Édition du 21 Décembre 2013

L'industrie minière a joué ses cartes avec des arguments chiffrés


Édition du 21 Décembre 2013

Par Suzanne Dansereau

Eric Tétrault, directeur des communications et des affaires gouvernementales chez ArcelorMittal.

Le débat minier aura été une véritable saga cette année. En septembre 2012, le Parti québécois, qui s'était fait élire sur la promesse de tirer plus de revenus de l'industrie minière, marquait le coup en donnant le portefeuille des Ressources naturelles non pas à François Gendron, qui connaît bien le monde des mines, mais à Martine Ouellet, perçue comme une «militante anti-mines» par l'industrie. Leur relation a été difficile, c'est le moins qu'on puisse dire.

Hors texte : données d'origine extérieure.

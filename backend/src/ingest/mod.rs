//! CSV ingestion.
//!
//! Uploaded sheets have one row per metric: a free-text name in the `Metric`
//! column and up to twelve month columns `Jan`..`Dec`. Rows are matched to
//! record fields by the dataset's ordered rule table; cells are parsed
//! leniently. Ingestion never fails: malformed input only means fewer fields
//! end up populated.

pub mod mapper;
pub mod number;
pub mod reader;
pub mod rules;

pub use mapper::{map_csv, map_rows, row_series, MappingOutcome};
pub use number::parse_lenient_number;
pub use reader::{read_rows, RawRow};
pub use rules::{match_metric, MetricRule, Pattern, Vocabulary, ADMIN_RULES, EHS_RULES};
//! Header-driven CSV row reading.

use csv::{ByteRecord, ReaderBuilder};

use crate::models::Month;

const UTF8_BOM: char = '\u{feff}';

/// One data row: the free-text metric name and the raw month cells.
///
/// Cells for month columns the file does not have (or that a short row does
/// not reach) are empty strings.
#[derive(Debug, Clone, Default, PartialEq, Eq)]
pub struct RawRow {
    pub metric: String,
    pub cells: [String; 12],
}

impl RawRow {
    pub fn cell(&self, month: Month) -> &str {
        &self.cells[month.index()]
    }
}

/// Column positions resolved from the header row.
#[derive(Debug, Default)]
struct HeaderIndex {
    metric: Option<usize>,
    months: [Option<usize>; 12],
}

impl HeaderIndex {
    fn from_record(headers: &ByteRecord) -> Self {
        let mut index = HeaderIndex::default();
        for (position, raw) in headers.iter().enumerate() {
            let name = String::from_utf8_lossy(raw);
            let name = name.trim_start_matches(UTF8_BOM).trim();
            if name.eq_ignore_ascii_case("metric") {
                index.metric.get_or_insert(position);
                continue;
            }
            if let Some(month) = Month::ALL
                .iter()
                .find(|m| m.label().eq_ignore_ascii_case(name))
            {
                index.months[month.index()].get_or_insert(position);
            }
        }
        index
    }

    fn field(record: &ByteRecord, position: Option<usize>) -> String {
        position
            .and_then(|p| record.get(p))
            .map(|bytes| String::from_utf8_lossy(bytes).into_owned())
            .unwrap_or_default()
    }

    fn row(&self, record: &ByteRecord) -> RawRow {
        RawRow {
            metric: Self::field(record, self.metric),
            cells: std::array::from_fn(|i| Self::field(record, self.months[i])),
        }
    }
}

/// Read every data row of a CSV document with a header row.
///
/// Rows may be ragged and cells need not be valid UTF-8 (invalid sequences
/// are replaced). Records the reader cannot decode are skipped, so this never
/// fails; a file without a `Metric` column yields rows with empty names.
pub fn read_rows(bytes: &[u8]) -> Vec<RawRow> {
    let mut reader = ReaderBuilder::new()
        .has_headers(true)
        .flexible(true)
        .from_reader(bytes);

    let index = match reader.byte_headers() {
        Ok(headers) => HeaderIndex::from_record(headers),
        Err(e) => {
            log::debug!("CSV header unreadable: {}", e);
            return Vec::new();
        }
    };
    if index.metric.is_none() {
        log::debug!("CSV has no Metric column");
    }

    let mut rows = Vec::new();
    for result in reader.byte_records() {
        match result {
            Ok(record) => rows.push(index.row(&record)),
            Err(e) => log::debug!("Skipping undecodable CSV record: {}", e),
        }
    }
    rows
}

Été 2012. Campagne électorale. La publicité du Parti québécois montrant un camion minier déversant des miettes et un travailleur disant «C'est juste ça qui nous reste ?» met l'industrie en état d'alerte. Clairement, le secteur minier sera un enjeu électoral majeur. À la direction de l'Association minière du Québec, on veut ménager la chèvre et le chou. Mais chez les minières en exploitation, on fait valoir qu'il faut intervenir rapidement. Au lieu d'être réactif, il faut prendre les devants, se dit-on. Comment ? En commandant à KPMG-Secor une étude technique sur les redevances minières dans le monde.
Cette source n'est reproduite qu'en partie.